Frequency response variability in friction-damped structures due to non-unique residual tractions: Obtaining conservative bounds using a nonlinear-mode-based approach

Abstract

Under static dry friction, the tangential friction force (residual traction) is non-unique within the Coulomb’s limits. The actual value of the residual traction depends on the load history and is generally unknown. This phenomenon can lead to a large variability of the vibration response if at least one but not all contacts are permanently sticking and there is coupling between tangential displacements and normal forces. In the present work, a method is developed that allows obtaining conservative upper and lower bounds of the frequency response.
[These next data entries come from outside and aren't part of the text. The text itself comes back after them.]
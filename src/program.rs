//! The linked program and its o0 binary image.

use std::fmt::{self, Display, Formatter};
use std::io::Write;

use crate::Instr;

const MAGIC: u32 = 0x7230_3b3e;
const VERSION: u32 = 1;

/// A linked program, ready to be written out.
#[derive(Clone, Debug, Default, PartialEq)]
pub struct Program {
    pub globals: Vec<GlobalDef>,
    /// The entry function first, then user functions in declaration order.
    pub functions: Vec<FunctionDef>,
}

#[derive(Clone, Debug, PartialEq)]
pub struct GlobalDef {
    pub is_const: bool,
    pub value: GlobalValue,
}

/// The initial contents of a global slot.
#[derive(Clone, Debug, PartialEq)]
pub enum GlobalValue {
    /// A variable, zeroed until the entry function stores to it.
    Slot,
    Int(i64),
    Float(f64),
    Str(String),
}

impl GlobalValue {
    fn kind(&self) -> u8 {
        match self {
            GlobalValue::Slot => 0,
            GlobalValue::Int(_) => 1,
            GlobalValue::Float(_) => 2,
            GlobalValue::Str(_) => 3,
        }
    }

    fn payload(&self) -> Vec<u8> {
        match self {
            GlobalValue::Slot => vec![0; 8],
            GlobalValue::Int(i) => i.to_be_bytes().to_vec(),
            GlobalValue::Float(f) => f.to_bits().to_be_bytes().to_vec(),
            GlobalValue::Str(s) => s.as_bytes().to_vec(),
        }
    }
}

#[derive(Clone, Debug, PartialEq)]
pub struct FunctionDef {
    /// Global index of the constant holding the function's name.
    pub name: u32,
    pub ret_slots: u32,
    pub param_slots: u32,
    pub loc_slots: u32,
    pub body: Vec<Instr>,
}

impl Program {
    /// Encodes the program as an o0 image. All integers are big-endian.
    pub fn to_bytes(&self) -> Vec<u8> {
        let mut out = Vec::new();
        put_u32(&mut out, MAGIC);
        put_u32(&mut out, VERSION);

        put_u32(&mut out, self.globals.len() as u32);
        for global in &self.globals {
            let payload = global.value.payload();
            out.push(global.is_const as u8);
            out.push(global.value.kind());
            put_u32(&mut out, payload.len() as u32);
            out.extend_from_slice(&payload);
        }

        put_u32(&mut out, self.functions.len() as u32);
        for function in &self.functions {
            put_u32(&mut out, function.name);
            put_u32(&mut out, function.ret_slots);
            put_u32(&mut out, function.param_slots);
            put_u32(&mut out, function.loc_slots);
            put_u32(&mut out, function.body.len() as u32);
            for instr in &function.body {
                instr.encode(&mut out);
            }
        }
        out
    }

    pub fn write_to(&self, sink: &mut impl Write) -> std::io::Result<()> {
        sink.write_all(&self.to_bytes())
    }

    fn function_name(&self, def: &FunctionDef) -> Option<&str> {
        match self.globals.get(def.name as usize) {
            Some(GlobalDef {
                value: GlobalValue::Str(s),
                ..
            }) => Some(s),
            _ => None,
        }
    }
}

fn put_u32(out: &mut Vec<u8>, x: u32) {
    out.extend_from_slice(&x.to_be_bytes());
}

/// An assembly listing, one global or instruction per line.
impl Display for Program {
    fn fmt(&self, f: &mut Formatter<'_>) -> fmt::Result {
        writeln!(f, ".globals")?;
        for (i, global) in self.globals.iter().enumerate() {
            let qualifier = if global.is_const { "const" } else { "var" };
            match &global.value {
                GlobalValue::Slot => writeln!(f, "{:>4}: {}", i, qualifier)?,
                GlobalValue::Int(x) => writeln!(f, "{:>4}: {} {}", i, qualifier, x)?,
                GlobalValue::Float(x) => writeln!(f, "{:>4}: {} {:?}", i, qualifier, x)?,
                GlobalValue::Str(s) => writeln!(f, "{:>4}: {} {:?}", i, qualifier, s)?,
            }
        }
        for def in &self.functions {
            writeln!(
                f,
                "\nfn {} [ret {}, params {}, locals {}]",
                self.function_name(def).unwrap_or("?"),
                def.ret_slots,
                def.param_slots,
                def.loc_slots
            )?;
            for (i, instr) in def.body.iter().enumerate() {
                writeln!(f, "{:>4}: {}", i, instr)?;
            }
        }
        Ok(())
    }
}
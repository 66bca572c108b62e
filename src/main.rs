use std::fs;
use std::path::PathBuf;
use std::process::exit;

use anyhow::Context;
use clap::Parser;

/// Compile a C0 source file into an o0 binary image.
#[derive(Parser)]
#[clap(name = "c0", version)]
struct Command {
    /// The source file to compile
    input: PathBuf,

    /// Where to write the binary image
    #[clap(short, long, default_value = "out.o0")]
    output: PathBuf,

    /// Print the assembly listing instead of writing the image
    #[clap(long)]
    emit_asm: bool,
}

fn main() {
    env_logger::builder().format_timestamp(None).init();

    let command = Command::parse();
    if let Err(err) = run(&command) {
        eprintln!("{:#}", err);
        exit(1);
    }
}

fn run(command: &Command) -> anyhow::Result<()> {
    let source = fs::read_to_string(&command.input)
        .with_context(|| format!("cannot read {}", command.input.display()))?;
    let program = c0::compile_str(&source)
        .with_context(|| format!("failed to compile {}", command.input.display()))?;

    if command.emit_asm {
        print!("{}", program);
    } else {
        fs::write(&command.output, program.to_bytes())
            .with_context(|| format!("cannot write {}", command.output.display()))?;
        log::info!("wrote {}", command.output.display());
    }
    Ok(())
}
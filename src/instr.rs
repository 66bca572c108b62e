use std::fmt::{self, Display, Formatter};

/// A single stack-machine instruction. The operand, if any, is carried by the
/// variant; its encoded width is fixed per opcode.
#[derive(Clone, Copy, Debug, PartialEq)]
pub enum Instr {
    Push(u64),
    Pop,

    // Addressing. Each pushes the address of a slot.
    Loca(u32),
    Arga(u32),
    Globa(u32),

    Load64,
    Store64,
    StackAlloc(u32),

    AddI,
    SubI,
    MulI,
    DivI,
    AddF,
    SubF,
    MulF,
    DivF,

    Not,
    CmpI,
    CmpF,
    NegI,
    NegF,
    SetLt,
    SetGt,

    // Branch offsets are relative to the instruction after the branch.
    Br(i32),
    BrFalse(i32),

    Ret,
    // The operand is the global index of the callee's name.
    CallName(u32),
}

impl Instr {
    pub fn opcode(&self) -> u8 {
        use Instr::*;
        match self {
            Push(_) => 0x01,
            Pop => 0x02,
            Loca(_) => 0x0a,
            Arga(_) => 0x0b,
            Globa(_) => 0x0c,
            Load64 => 0x13,
            Store64 => 0x17,
            StackAlloc(_) => 0x1a,
            AddI => 0x20,
            SubI => 0x21,
            MulI => 0x22,
            DivI => 0x23,
            AddF => 0x24,
            SubF => 0x25,
            MulF => 0x26,
            DivF => 0x27,
            Not => 0x2e,
            CmpI => 0x30,
            CmpF => 0x32,
            NegI => 0x34,
            NegF => 0x35,
            SetLt => 0x39,
            SetGt => 0x3a,
            Br(_) => 0x41,
            BrFalse(_) => 0x42,
            Ret => 0x49,
            CallName(_) => 0x4a,
        }
    }

    /// Appends the opcode and its big-endian operand to `out`.
    pub fn encode(&self, out: &mut Vec<u8>) {
        use Instr::*;
        out.push(self.opcode());
        match *self {
            Push(x) => out.extend_from_slice(&x.to_be_bytes()),
            Br(off) | BrFalse(off) => out.extend_from_slice(&off.to_be_bytes()),
            Loca(x) | Arga(x) | Globa(x) | StackAlloc(x) | CallName(x) => {
                out.extend_from_slice(&x.to_be_bytes())
            }
            _ => (),
        }
    }

    /// Returns the same branch instruction with a new offset, or `None` if
    /// this is not a branch.
    pub fn with_offset(self, offset: i32) -> Option<Instr> {
        match self {
            Instr::Br(_) => Some(Instr::Br(offset)),
            Instr::BrFalse(_) => Some(Instr::BrFalse(offset)),
            _ => None,
        }
    }
}

impl Display for Instr {
    fn fmt(&self, f: &mut Formatter<'_>) -> fmt::Result {
        use Instr::*;
        match self {
            Push(x) => write!(f, "push {}", x),
            Pop => write!(f, "pop"),
            Loca(i) => write!(f, "loca {}", i),
            Arga(i) => write!(f, "arga {}", i),
            Globa(i) => write!(f, "globa {}", i),
            Load64 => write!(f, "load.64"),
            Store64 => write!(f, "store.64"),
            StackAlloc(n) => write!(f, "stackalloc {}", n),
            AddI => write!(f, "add.i"),
            SubI => write!(f, "sub.i"),
            MulI => write!(f, "mul.i"),
            DivI => write!(f, "div.i"),
            AddF => write!(f, "add.f"),
            SubF => write!(f, "sub.f"),
            MulF => write!(f, "mul.f"),
            DivF => write!(f, "div.f"),
            Not => write!(f, "not"),
            CmpI => write!(f, "cmp.i"),
            CmpF => write!(f, "cmp.f"),
            NegI => write!(f, "neg.i"),
            NegF => write!(f, "neg.f"),
            SetLt => write!(f, "set.lt"),
            SetGt => write!(f, "set.gt"),
            Br(off) => write!(f, "br {}", off),
            BrFalse(off) => write!(f, "br.false {}", off),
            Ret => write!(f, "ret"),
            CallName(i) => write!(f, "callname {}", i),
        }
    }
}
#[cfg(test)]
mod tests {
    use super::Parser;
    use crate::compiler::CharStream;
    use crate::ErrorKind;
    use crate::Instr::{self, *};
    use crate::{GlobalDef, GlobalValue, Program};

    fn compile(input: &str) -> crate::Result<Program> {
        Parser::new(CharStream::new(input)).parse_program()
    }

    /// Checks the body of the first user function.
    fn check_it(input: &str, code: Vec<Instr>) {
        let program = compile(input).unwrap();
        assert_eq!(program.functions[1].body, code);
    }

    fn check_err(input: &str) -> ErrorKind {
        let err = compile(input).unwrap_err();
        assert!(err.pos.is_some(), "{} has no position", err);
        err.kind
    }

    #[test]
    fn test01() {
        let text = "fn main() -> void { let x: int = 1; x = x + 2; }";
        let code = vec![
            Loca(0),
            Push(1),
            Store64,
            Loca(0),
            Loca(0),
            Load64,
            Push(2),
            AddI,
            Store64,
            Ret,
        ];
        check_it(text, code);
    }

    #[test]
    fn test02() {
        let text = "fn main() -> void { if 1 < 2 { putln(); } else { putint(3); } }";
        let code = vec![
            Push(1),
            Push(2),
            CmpI,
            SetLt,
            BrFalse(3),
            StackAlloc(0),
            CallName(7),
            Br(3),
            StackAlloc(0),
            Push(3),
            CallName(3),
            Ret,
        ];
        check_it(text, code);
    }

    #[test]
    fn test03() {
        let text = "
            fn main() -> void {
                let i: int = 0;
                while i < 10 {
                    i = i + 1;
                    if i == 5 { continue; }
                    if i == 8 { break; }
                }
            }";
        let code = vec![
            Loca(0),
            Push(0),
            Store64,
            // condition
            Loca(0),
            Load64,
            Push(10),
            CmpI,
            SetLt,
            BrFalse(21),
            // i = i + 1
            Loca(0),
            Loca(0),
            Load64,
            Push(1),
            AddI,
            Store64,
            // continue
            Loca(0),
            Load64,
            Push(5),
            CmpI,
            Not,
            BrFalse(1),
            Br(-19),
            // break
            Loca(0),
            Load64,
            Push(8),
            CmpI,
            Not,
            BrFalse(1),
            Br(1),
            Br(-27),
            Ret,
        ];
        check_it(text, code);
    }

    #[test]
    fn test04() {
        let text = "
            fn add(a: int, b: int) -> int { return a + b; }
            fn main() -> void { putint(add(1, 2)); }";
        let program = compile(text).unwrap();
        assert_eq!(program.functions.len(), 3);
        assert_eq!(
            program.functions[0].body,
            vec![StackAlloc(0), CallName(10)]
        );

        let add = &program.functions[1];
        assert_eq!((add.name, add.ret_slots, add.param_slots, add.loc_slots), (9, 1, 2, 0));
        assert_eq!(
            add.body,
            vec![Arga(0), Arga(1), Load64, Arga(2), Load64, AddI, Store64, Ret]
        );
        assert_eq!(
            program.functions[2].body,
            vec![
                StackAlloc(0),
                StackAlloc(1),
                Push(1),
                Push(2),
                CallName(9),
                CallName(3),
                Ret
            ]
        );
    }

    #[test]
    fn test05() {
        let text = "
            let g: int = 3;
            const pi: double = 3.5;
            fn main() -> int { return g; }";
        let program = compile(text).unwrap();
        assert_eq!(
            program.globals[9..],
            [
                GlobalDef {
                    is_const: false,
                    value: GlobalValue::Slot
                },
                GlobalDef {
                    is_const: true,
                    value: GlobalValue::Float(3.5)
                },
                GlobalDef {
                    is_const: true,
                    value: GlobalValue::Str("main".into())
                },
            ]
        );
        assert_eq!(
            program.functions[0].body,
            vec![Globa(9), Push(3), Store64, StackAlloc(1), CallName(11)]
        );
        assert_eq!(
            program.functions[1].body,
            vec![Arga(0), Globa(9), Load64, Store64, Ret]
        );
    }

    #[test]
    fn test_constant_folding() {
        let text = "
            const a: int = -4;
            const b: int = 2 + 3;
            const c: int = a;
            fn main() -> void {
                const d: int = 7;
            }";
        let program = compile(text).unwrap();
        let values: Vec<_> = program.globals[9..12].iter().map(|g| &g.value).collect();
        assert_eq!(values, [&GlobalValue::Int(-4), &GlobalValue::Slot, &GlobalValue::Slot]);
        assert_eq!(
            program.functions[0].body,
            vec![
                Globa(10),
                Push(2),
                Push(3),
                AddI,
                Store64,
                Globa(11),
                Globa(9),
                Load64,
                Store64,
                StackAlloc(0),
                CallName(12),
            ]
        );
        assert_eq!(program.functions[1].body, vec![Loca(0), Push(7), Store64, Ret]);
    }

    #[test]
    fn test06() {
        // Each block gets its own slot; the outer `x` is untouched.
        let text = "
            fn main() -> void {
                let x: int = 1;
                { let x: double = 2.0; x = 0.5; }
                x = 3;
            }";
        let code = vec![
            Loca(0),
            Push(1),
            Store64,
            Loca(1),
            Push(2.0f64.to_bits()),
            Store64,
            Loca(1),
            Push(0.5f64.to_bits()),
            Store64,
            Loca(0),
            Push(3),
            Store64,
            Ret,
        ];
        check_it(text, code);
    }

    #[test]
    fn test07() {
        // A non-void expression statement discards its value.
        let text = "fn main() -> void { getint(); ; 1 + 2; }";
        let code = vec![
            StackAlloc(1),
            CallName(0),
            Pop,
            Push(1),
            Push(2),
            AddI,
            Pop,
            Ret,
        ];
        check_it(text, code);
    }

    #[test]
    fn test08() {
        let text = "
            fn main() -> void {
                if 0 { putint(1); } else if 1 { putint(2); } else { putint(3); }
            }";
        let code = vec![
            Push(0),
            BrFalse(4),
            StackAlloc(0),
            Push(1),
            CallName(3),
            Br(9),
            Push(1),
            BrFalse(4),
            StackAlloc(0),
            Push(2),
            CallName(3),
            Br(3),
            StackAlloc(0),
            Push(3),
            CallName(3),
            Ret,
        ];
        check_it(text, code);
    }

    #[test]
    fn test09() {
        // The false branch lands after the early return, so another `ret` is needed.
        let text = "fn main() -> void { if 1 { return; } }";
        check_it(text, vec![Push(1), BrFalse(1), Ret, Ret]);
        let text = "fn main() -> int { return 4; }";
        check_it(text, vec![Arga(0), Push(4), Store64, Ret]);
    }

    #[test]
    fn test_duplicates() {
        let err = check_err("fn main() -> void { let x: int = 1; let x: int = 2; }");
        assert_eq!(err, ErrorKind::DuplicateDefinition("x".into()));
        let err = check_err("fn f(a: int, a: int) -> void {} fn main() -> void {}");
        assert_eq!(err, ErrorKind::DuplicateDefinition("a".into()));
        let err = check_err("fn main() -> void {} fn main() -> void {}");
        assert_eq!(err, ErrorKind::DuplicateDefinition("main".into()));
    }

    #[test]
    fn test_type_errors() {
        let cases = [
            "fn main() -> void { return 1; }",
            "fn f() -> int { return; } fn main() -> void {}",
            "fn f() -> int { return 1.0; } fn main() -> void {}",
            "let v: void;",
            "fn main() -> void { if 1.0 { } }",
            "fn main() -> void { while \"s\" { } }",
            "fn main() -> void { const k: int = 1; k = 2; }",
            "fn f(const p: int) -> void { p = 2; } fn main() -> void {}",
            "let x: double = 1;",
        ];
        for case in cases {
            assert!(matches!(check_err(case), ErrorKind::Type(_)), "{}", case);
        }
    }

    #[test]
    fn test_syntax_errors() {
        let cases = [
            "const c: int;",
            "let x: float;",
            "1 + 2;",
            "fn main() -> void { 1 @ 2; }",
            "fn main() -> void { fn g() -> void {} }",
            "fn main() -> void { let x: int = 1 }",
            "fn main() -> void {",
        ];
        for case in cases {
            assert!(matches!(check_err(case), ErrorKind::Syntax(_)), "{}", case);
        }
    }

    #[test]
    fn test_loop_control_outside_loop() {
        let err = check_err("fn main() -> void { break; }");
        assert!(matches!(err, ErrorKind::Structural(_)));
        let err = check_err("fn main() -> void { if 1 { continue; } }");
        assert!(matches!(err, ErrorKind::Structural(_)));
    }

    #[test]
    fn test_undefined() {
        let err = check_err("fn main() -> void { y = 1; }");
        assert_eq!(err, ErrorKind::UndefinedSymbol("y".into()));
        let err = check_err("fn main() -> void { { let t: int = 1; } t = 2; }");
        assert_eq!(err, ErrorKind::UndefinedSymbol("t".into()));
    }

    #[test]
    fn test_missing_main() {
        let err = compile("fn helper() -> void {}").unwrap_err();
        assert!(matches!(err.kind, ErrorKind::FatalLink(_)));
        assert_eq!(err.pos, None);

        let err = compile("fn main(argc: int) -> void {}").unwrap_err();
        assert!(matches!(err.kind, ErrorKind::FatalLink(_)));

        let mut sink = Vec::new();
        let parser = Parser::new(CharStream::new("let x: int = 1;"));
        assert!(parser.parse_into(&mut sink).is_err());
        assert!(sink.is_empty());
    }

    #[test]
    fn test_parse_into() {
        let source = "fn main() -> void {}";
        let mut sink = Vec::new();
        Parser::new(CharStream::new(source))
            .parse_into(&mut sink)
            .unwrap();
        assert_eq!(sink, compile(source).unwrap().to_bytes());
    }
}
Focusing on primary resonances with well-separated modes, a Nonlinear-Mode-based approach is pursued. First, bounds of the nonlinear modal properties, specifically the amplitude-dependent modal frequency, damping ratio and deflection shape are computed. Then, interval arithmetic is applied to the closed-form expression governing the amplitude-frequency curves for a given harmonic excitation force. The method is numerically demonstrated for a planar structure coupled with two Jenkins-type contact elements. It is shown that for this system, the bounds of the modal properties can be simply obtained from the frictional limit cases (barely sticking contact), so that a potentially costly numerical optimization is not needed. It is concluded that the obtained frequency response bounds are indeed conservative but not overly conservative, and the method is computationally highly efficient as it relies on analytical developments. The developed method of Nonlinear-Mode-based forward propagation seems attractive also for other sources of uncertainty and experimentally identified bounds.